What I was wondering is, how does the hardware handle ‘if (…) goto …;’ constructs when this if causes divergences in a warp. When will the threads be synchronized again? For if/else constructs and loops it’s rather obvious. If/else means first is one then the other branch executed then the threads continue together. For loops, threads exiting the loop wait until all other threads also exit, then they continue together. But for goto it is not clear to me.
As hyqneuron wrote, you can find out yourself using [font=“Courier New”]cuobjdump[/font]. Look fro the [font=“Courier New”]SSY[/font] instruction, it’s argument is the address of the synchronization point.
Okay, now I understand. The synchronization point is selected during the PTX->CUBIN step. I found in my example the synchronization point seems to be set at label b. Does someone know how the SP is determined by the compiler?
I do not understand why you would think that there’s any ambiguity with the code. It seems to me that threads could only be in sync again after they all reach c.
I believe the 3 different versions of your code wouldn’t generate SSY for most of the time. The original version should generate the code that I’ve already given. The 2 interpretations should generate PBK and BRK, with PBK setting the address at c.

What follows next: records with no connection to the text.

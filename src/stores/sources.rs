use std::collections::BTreeSet;

use crate::api::{Article, PageFilter};
use crate::bus::{Domain, Subscription, SyncBus};

/// Selected source names. Empty means every source is shown.
pub type SourceSelection = BTreeSet<String>;

pub struct SourceFilterDomain;

impl Domain for SourceFilterDomain {
    const KEY: &'static str = "selectedSourceIds";
    type Value = SourceSelection;
}

pub struct FavoriteSourcesDomain;

impl Domain for FavoriteSourcesDomain {
    const KEY: &'static str = "favoriteSourceIds";
    type Value = BTreeSet<String>;
}

/// Source filter shared across tabs.
#[derive(Clone)]
pub struct SourceFilterStore {
    bus: SyncBus<SourceFilterDomain>,
}

impl SourceFilterStore {
    pub fn new(bus: SyncBus<SourceFilterDomain>) -> Self {
        Self { bus }
    }

    pub fn bus(&self) -> &SyncBus<SourceFilterDomain> {
        &self.bus
    }

    pub fn selected(&self) -> SourceSelection {
        self.bus.get()
    }

    pub fn subscribe<F>(&self, callback: F) -> Subscription
    where
        F: Fn(&SourceSelection) + Send + Sync + 'static,
    {
        self.bus.subscribe(callback)
    }

    /// Add or remove `source` from the selection. Returns whether it is now selected.
    pub async fn toggle(&self, source: &str) -> bool {
        let next = self
            .bus
            .update(|selection| {
                if !selection.remove(source) {
                    selection.insert(source.to_string());
                }
            })
            .await;
        next.contains(source)
    }

    pub async fn select_only(&self, source: &str) {
        self.bus.set([source.to_string()].into_iter().collect()).await;
    }

    pub async fn clear(&self) {
        self.bus.set(SourceSelection::new()).await;
    }

    /// Whether `source` passes the filter. Everything passes an empty selection.
    pub fn is_selected(&self, source: &str) -> bool {
        let selection = self.bus.get();
        selection.is_empty() || selection.contains(source)
    }

    pub fn matches(&self, article: &Article) -> bool {
        self.is_selected(&article.source)
    }

    pub fn filter(&self, articles: &[Article]) -> Vec<Article> {
        let selection = self.bus.get();
        if selection.is_empty() {
            return articles.to_vec();
        }
        articles
            .iter()
            .filter(|a| selection.contains(&a.source))
            .cloned()
            .collect()
    }

    /// Apply the selection to a page filter's multi-source parameter.
    pub fn page_filter(&self, base: &PageFilter) -> PageFilter {
        let mut filter = base.clone();
        filter.sources = self.bus.get().into_iter().collect();
        filter.normalized()
    }
}

/// Favorite source names.
#[derive(Clone)]
pub struct FavoriteSourcesStore {
    bus: SyncBus<FavoriteSourcesDomain>,
}

impl FavoriteSourcesStore {
    pub fn new(bus: SyncBus<FavoriteSourcesDomain>) -> Self {
        Self { bus }
    }

    pub fn bus(&self) -> &SyncBus<FavoriteSourcesDomain> {
        &self.bus
    }

    pub fn favorites(&self) -> BTreeSet<String> {
        self.bus.get()
    }

    pub fn is_favorite(&self, source: &str) -> bool {
        self.bus.get().contains(source)
    }

    pub async fn toggle(&self, source: &str) -> bool {
        let next = self
            .bus
            .update(|favorites| {
                if !favorites.remove(source) {
                    favorites.insert(source.to_string());
                }
            })
            .await;
        next.contains(source)
    }
}
use std::collections::BTreeSet;
use std::sync::Arc;

use super::{apply_optimistic, MutationOutcome, Notices};
use crate::api::NewsBackend;
use crate::bus::{Domain, Subscription, SyncBus};

pub type LikedSet = BTreeSet<i64>;

pub struct LikedDomain;

impl Domain for LikedDomain {
    const KEY: &'static str = "likedArticleIds";
    type Value = LikedSet;
}

/// Liked article ids with optimistic remote write-through.
#[derive(Clone)]
pub struct LikedStore {
    bus: SyncBus<LikedDomain>,
    remote: Option<Arc<dyn NewsBackend>>,
    notices: Notices,
}

impl LikedStore {
    /// `remote: None` keeps likes local to the persisted store.
    pub fn new(
        bus: SyncBus<LikedDomain>,
        remote: Option<Arc<dyn NewsBackend>>,
        notices: Notices,
    ) -> Self {
        Self {
            bus,
            remote,
            notices,
        }
    }

    pub fn bus(&self) -> &SyncBus<LikedDomain> {
        &self.bus
    }

    pub fn liked(&self) -> LikedSet {
        self.bus.get()
    }

    pub fn is_liked(&self, article_id: i64) -> bool {
        self.bus.get().contains(&article_id)
    }

    pub fn subscribe<F>(&self, callback: F) -> Subscription
    where
        F: Fn(&LikedSet) + Send + Sync + 'static,
    {
        self.bus.subscribe(callback)
    }

    /// Flip membership of `article_id`.
    ///
    /// The new set is visible immediately. Unliking something the backend has
    /// already forgotten counts as success.
    pub async fn toggle_liked(&self, article_id: i64) -> MutationOutcome {
        let liking = !self.is_liked(article_id);

        tracing::debug!(article_id, liking, "Toggling liked article");

        let remote = self.remote.as_ref().map(|backend| {
            let backend = Arc::clone(backend);
            async move {
                if liking {
                    backend.like_article(article_id).await
                } else {
                    match backend.unlike_article(article_id).await {
                        Err(e) if e.is_not_found() => Ok(()),
                        other => other,
                    }
                }
            }
        });

        let action = if liking { "like article" } else { "unlike article" };
        apply_optimistic(
            &self.bus,
            &self.notices,
            |set: &mut LikedSet| set_liked(set, article_id, liking),
            |set: &mut LikedSet| set_liked(set, article_id, !liking),
            action,
            remote,
        )
        .await
    }
}

fn set_liked(set: &mut LikedSet, article_id: i64, liked: bool) {
    if liked {
        set.insert(article_id);
    } else {
        set.remove(&article_id);
    }
}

Well, the threads that either do the small loop (first five lines from a: to goto a) and the ones doing the large loop (which jump to b: and then back to a:) could do 2 different things:
only the small loop is executed until all threads have jumped to b. then the section from b: to goto a is executed and the small loop starts again
only one iteration of the small loop is executed (in case of divergence to b:) until the goto a. Then for the threads which jumped to b: the section from b: to goto a is executed. Now all threads are again at a: and continue together in the small loop.
Or do I have a wrong picture of in which cases synchronization can happen? I wonder anyway what happens with multiple divergence, like if additionally some threads exit to c:. Can only some of the threads also synchronize (like the ones still looping) ignoring the exiting ones until later, or is synchronization an all-threads-or-will-not-happen?